Data in this exercise below:

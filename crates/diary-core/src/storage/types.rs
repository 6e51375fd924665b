//! Persisted and response-facing entry shapes.

use chrono::{DateTime, Utc};
use serde::{Deserialize, Serialize};
use uuid::Uuid;

use crate::crypto::PasswordVerifier;
use crate::entry::{Category, EntryMetadata, SealedEntry};
use crate::field::CipherScheme;

/// An entry as stored: sealed body, clear metadata, and (for entries written
/// through the password path) the verifier.
#[derive(Debug, Clone, PartialEq)]
pub struct EntryRecord {
    /// Unique identifier for this entry
    pub id: Uuid,

    /// Owner of this entry. Every lookup is scoped by it.
    pub owner_id: Uuid,

    /// Encrypted fields plus clear metadata
    pub body: SealedEntry,

    /// Verifier of the legacy encryption password, if any
    pub password_hash: Option<PasswordVerifier>,

    pub created_at: DateTime<Utc>,
    pub updated_at: DateTime<Utc>,
}

impl EntryRecord {
    pub fn new(owner_id: Uuid, body: SealedEntry) -> Self {
        let now = Utc::now();
        Self {
            id: Uuid::new_v4(),
            owner_id,
            body,
            password_hash: None,
            created_at: now,
            updated_at: now,
        }
    }

    pub fn with_password_hash(mut self, verifier: PasswordVerifier) -> Self {
        self.password_hash = Some(verifier);
        self
    }

    /// Scheme of the title field. Every other field of a well-formed entry
    /// uses the same one.
    pub fn scheme(&self) -> CipherScheme {
        self.body.title.scheme()
    }

    pub fn summary(&self) -> EntrySummary {
        EntrySummary {
            id: self.id,
            metadata: self.body.metadata.clone(),
            scheme: self.scheme(),
            encrypted: true,
            created_at: self.created_at,
            updated_at: self.updated_at,
        }
    }

    /// The record without its verifier, safe to hand back to a caller.
    pub fn into_document(self) -> EntryDocument {
        EntryDocument {
            id: self.id,
            body: self.body,
            created_at: self.created_at,
            updated_at: self.updated_at,
        }
    }
}

/// Clear metadata returned after a write. Contains no ciphertext and never the
/// verifier.
#[derive(Debug, Clone, PartialEq, Serialize, Deserialize)]
pub struct EntrySummary {
    pub id: Uuid,
    pub metadata: EntryMetadata,
    pub scheme: CipherScheme,
    pub encrypted: bool,
    pub created_at: DateTime<Utc>,
    pub updated_at: DateTime<Utc>,
}

/// A sealed entry as returned to its owner for client-side decryption.
#[derive(Debug, Clone, PartialEq, Serialize, Deserialize)]
pub struct EntryDocument {
    pub id: Uuid,
    pub body: SealedEntry,
    pub created_at: DateTime<Utc>,
    pub updated_at: DateTime<Utc>,
}

/// Filter for listing entries, over clear metadata only.
#[derive(Debug, Clone, Default)]
pub struct EntryFilter {
    pub category: Option<Category>,
    pub favorites_only: bool,
    pub since: Option<DateTime<Utc>>,
    pub until: Option<DateTime<Utc>>,
    pub limit: Option<usize>,
}

impl EntryFilter {
    pub fn with_limit(mut self, limit: usize) -> Self {
        self.limit = Some(limit);
        self
    }
}

/// A stored row whose sealed body could not be parsed.
///
/// Only the clear columns survive: entry date, category and the favorite
/// flag. Mood and weather live inside the body and are lost with it.
#[derive(Debug, Clone, PartialEq, Serialize)]
pub struct UnreadableEntry {
    pub id: Uuid,
    pub metadata: EntryMetadata,
    pub reason: String,
}

/// One row of a listing. A damaged row is carried alongside its readable
/// siblings instead of failing the whole listing.
#[derive(Debug, Clone, PartialEq)]
pub enum Listed<T> {
    Readable(T),
    Unreadable(UnreadableEntry),
}

impl<T> Listed<T> {
    pub fn map<U>(self, f: impl FnOnce(T) -> U) -> Listed<U> {
        match self {
            Listed::Readable(item) => Listed::Readable(f(item)),
            Listed::Unreadable(entry) => Listed::Unreadable(entry),
        }
    }

    pub fn readable(&self) -> Option<&T> {
        match self {
            Listed::Readable(item) => Some(item),
            Listed::Unreadable(_) => None,
        }
    }
}

impl Listed<EntryRecord> {
    pub fn id(&self) -> Uuid {
        match self {
            Listed::Readable(record) => record.id,
            Listed::Unreadable(entry) => entry.id,
        }
    }
}

impl Listed<EntryDocument> {
    pub fn id(&self) -> Uuid {
        match self {
            Listed::Readable(doc) => doc.id,
            Listed::Unreadable(entry) => entry.id,
        }
    }
}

End of Data in this exercise.

How many lines in the entries above hold the word "Serialize"? Reply with the number by itself.

• **Solution**
4